O’Rourke said Geraghty had apologized and he was adamant that he had not underestimated the seriousness of the incident. The manager also stressed that imposing any suspension on Geraghty would be unnecessary for what was "a throwaway comment."

However, president McDonagh clearly believed that O’Rourke’s response to the

incident was indequate and a day before the first test he called a meeting with incoming president Sean McCague and Mulvihill, along with O’Rourke, team captain John McDermott and Geraghty.

Several hours later, McDonagh announced to the media that Geraghty would be banned from playing in the first test. "For a player who has come out here and who has been barred from playing for his country is something he’ll probably have to live with for the rest of his life," McDonagh said.

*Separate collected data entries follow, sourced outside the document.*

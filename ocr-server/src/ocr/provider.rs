use std::sync::Arc;
use std::time::Duration;

use image::{GrayImage, ImageFormat};
use leptess::LepTess;
use tokio::sync::Mutex;
use tracing::{info, warn};

use crate::config::{OcrConfig, OCR_LANGUAGE};
use crate::error::{Result, ServerError};

/// Returned in place of recognized text whenever the engine fails.
pub const EXTRACTION_FAILED: &str = "Error extracting text";

#[derive(Clone)]
enum OcrBackend {
    Local { tesseract: Arc<Mutex<LepTess>> },
    Unavailable { reason: String },
}

#[derive(Clone)]
pub struct OcrProvider {
    backend: OcrBackend,
    timeout: Duration,
}

fn create_tesseract(tessdata_dir: Option<&str>) -> std::result::Result<LepTess, String> {
    LepTess::new(tessdata_dir, OCR_LANGUAGE).map_err(|e| e.to_string())
}

impl OcrProvider {
    pub fn new(config: &OcrConfig) -> Self {
        let backend = match create_tesseract(config.tessdata_dir.as_deref()) {
            Ok(lt) => {
                info!(language = OCR_LANGUAGE, "Tesseract OCR initialized");
                OcrBackend::Local {
                    tesseract: Arc::new(Mutex::new(lt)),
                }
            }
            Err(e) => {
                let reason = format!("Tesseract not available: {e}");
                warn!("{}", reason);
                OcrBackend::Unavailable { reason }
            }
        };

        Self {
            backend,
            timeout: Duration::from_secs(config.timeout_secs),
        }
    }

    /// A provider that never reaches an engine. Every extraction yields
    /// [`EXTRACTION_FAILED`].
    pub fn unavailable(reason: impl Into<String>) -> Self {
        Self {
            backend: OcrBackend::Unavailable {
                reason: reason.into(),
            },
            timeout: Duration::from_secs(60),
        }
    }

    pub fn is_available(&self) -> bool {
        !matches!(self.backend, OcrBackend::Unavailable { .. })
    }

    pub fn unavailable_reason(&self) -> Option<&str> {
        match &self.backend {
            OcrBackend::Unavailable { reason } => Some(reason),
            OcrBackend::Local { .. } => None,
        }
    }

    /// Recognize the text in a preprocessed image.
    ///
    /// Never fails: any engine error, timeout or missing engine is logged and
    /// turned into [`EXTRACTION_FAILED`]. Callers should not retry.
    pub async fn extract(&self, image: &GrayImage) -> String {
        match self.try_extract(image).await {
            Ok(text) => text,
            Err(e) => {
                warn!(error = %e, "Text extraction failed");
                EXTRACTION_FAILED.to_string()
            }
        }
    }

    async fn try_extract(&self, image: &GrayImage) -> Result<String> {
        let tesseract = match &self.backend {
            OcrBackend::Local { tesseract } => Arc::clone(tesseract),
            OcrBackend::Unavailable { reason } => {
                return Err(ServerError::OcrUnavailable(reason.clone()))
            }
        };

        // Tesseract takes encoded bytes, so hand it a lossless PNG.
        let mut png = Vec::new();
        image.write_to(&mut std::io::Cursor::new(&mut png), ImageFormat::Png)?;

        let task = tokio::task::spawn_blocking(move || {
            let mut lt = tesseract.blocking_lock();
            lt.set_image_from_mem(&png)
                .map_err(|e| ServerError::Ocr(format!("Failed to set image: {e}")))?;
            lt.get_utf8_text()
                .map_err(|e| ServerError::Ocr(format!("Failed to extract text: {e}")))
        });

        let text = match tokio::time::timeout(self.timeout, task).await {
            Ok(joined) => joined.map_err(|e| ServerError::Ocr(format!("OCR task panicked: {e}")))??,
            Err(_) => {
                return Err(ServerError::Ocr(format!(
                    "OCR operation timed out after {} seconds",
                    self.timeout.as_secs()
                )))
            }
        };

        Ok(text.trim().to_string())
    }
}
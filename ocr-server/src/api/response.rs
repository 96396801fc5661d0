//! JSON body returned by `POST /process_image`.
//!
//! ```json
//! { "status": "success", "message": "Image processed successfully!", "extracted_text": "..." }
//! { "status": "error", "message": "Error processing image: ..." }
//! ```

use axum::{
    http::StatusCode,
    response::{IntoResponse, Response},
    Json,
};
use serde::{Deserialize, Serialize};

use crate::error::ServerError;

#[derive(Debug, Clone, Copy, PartialEq, Eq, Serialize, Deserialize)]
#[serde(rename_all = "lowercase")]
pub enum ResultStatus {
    Success,
    Error,
}

#[derive(Debug, Clone, Serialize, Deserialize)]
pub struct ProcessResponse {
    pub status: ResultStatus,
    pub message: String,
    #[serde(skip_serializing_if = "Option::is_none")]
    pub extracted_text: Option<String>,
}

impl ProcessResponse {
    pub fn success(extracted_text: String) -> Self {
        Self {
            status: ResultStatus::Success,
            message: "Image processed successfully!".to_string(),
            extracted_text: Some(extracted_text),
        }
    }

    pub fn error(err: &ServerError) -> Self {
        Self {
            status: ResultStatus::Error,
            message: format!("Error processing image: {err}"),
            extracted_text: None,
        }
    }
}

impl IntoResponse for ProcessResponse {
    fn into_response(self) -> Response {
        let status = match self.status {
            ResultStatus::Success => StatusCode::OK,
            ResultStatus::Error => StatusCode::INTERNAL_SERVER_ERROR,
        };
        (status, Json(self)).into_response()
    }
}
use axum::extract::State;
use axum::response::Html;
use axum::Json;

use crate::api::pages;
use crate::api::state::AppState;
use crate::status::StatusSnapshot;

/// `GET /`
pub async fn index(State(state): State<AppState>) -> Html<String> {
    let snapshot = state.status.snapshot();
    Html(pages::index_page(
        &snapshot,
        &state.config.storage.archive_dir,
        state.ocr().is_available(),
    ))
}

#[derive(Debug, serde::Serialize)]
pub struct StatusData {
    #[serde(flatten)]
    pub snapshot: StatusSnapshot,
    pub ocr_available: bool,
}

/// `GET /status`
pub async fn status(State(state): State<AppState>) -> Json<StatusData> {
    Json(StatusData {
        snapshot: state.status.snapshot(),
        ocr_available: state.ocr().is_available(),
    })
}
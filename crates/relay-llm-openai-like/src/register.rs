//! Registry integration: OpenAI-compatible endpoints as a [`ModelFactory`].

use std::time::Duration;

use relay_llm::LanguageModel;
use relay_llm_registry::{Error, ModelFactory};

use crate::{DEFAULT_TIMEOUT, OpenAILikeConfig, model};

/// Builds OpenAI-compatible model handles for provider adapters.
#[derive(Debug, Clone, Copy)]
pub struct OpenAILikeFactory {
    timeout: Duration,
}

impl OpenAILikeFactory {
    pub fn new() -> Self {
        Self {
            timeout: DEFAULT_TIMEOUT,
        }
    }

    pub fn with_timeout(timeout: Duration) -> Self {
        Self { timeout }
    }
}

impl Default for OpenAILikeFactory {
    fn default() -> Self {
        Self::new()
    }
}

impl ModelFactory for OpenAILikeFactory {
    fn create(&self, base_url: &str, api_key: &str, model_id: &str) -> Result<LanguageModel, Error> {
        let mut config = OpenAILikeConfig::new(base_url, api_key);
        config.timeout = self.timeout;
        model(config, model_id).map_err(|err| Error::Factory(Box::new(err)))
    }
}

/// Plain-function factory with the default timeout.
pub fn factory(base_url: &str, api_key: &str, model_id: &str) -> Result<LanguageModel, Error> {
    OpenAILikeFactory::new().create(base_url, api_key, model_id)
}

The first test may have been relegated in importance, but Ireland ran out impressive winners by 70-62 at the Melbourne Cricket Ground in a game watched by nearly 65,000 spectators. Played under compromise rules with a round ball and the Australian scoring system, the Irish kicked two goals through Jarlath Fallon and Ciaran Whelan, as well as 16 overs and 10 behinds.

Even though Peter Canavan was heavily marked, Fallon was able to make an impression in attack along with Dermot Earley, while Seamus Moynihan and Finbarr Cullen were the pick of the defense.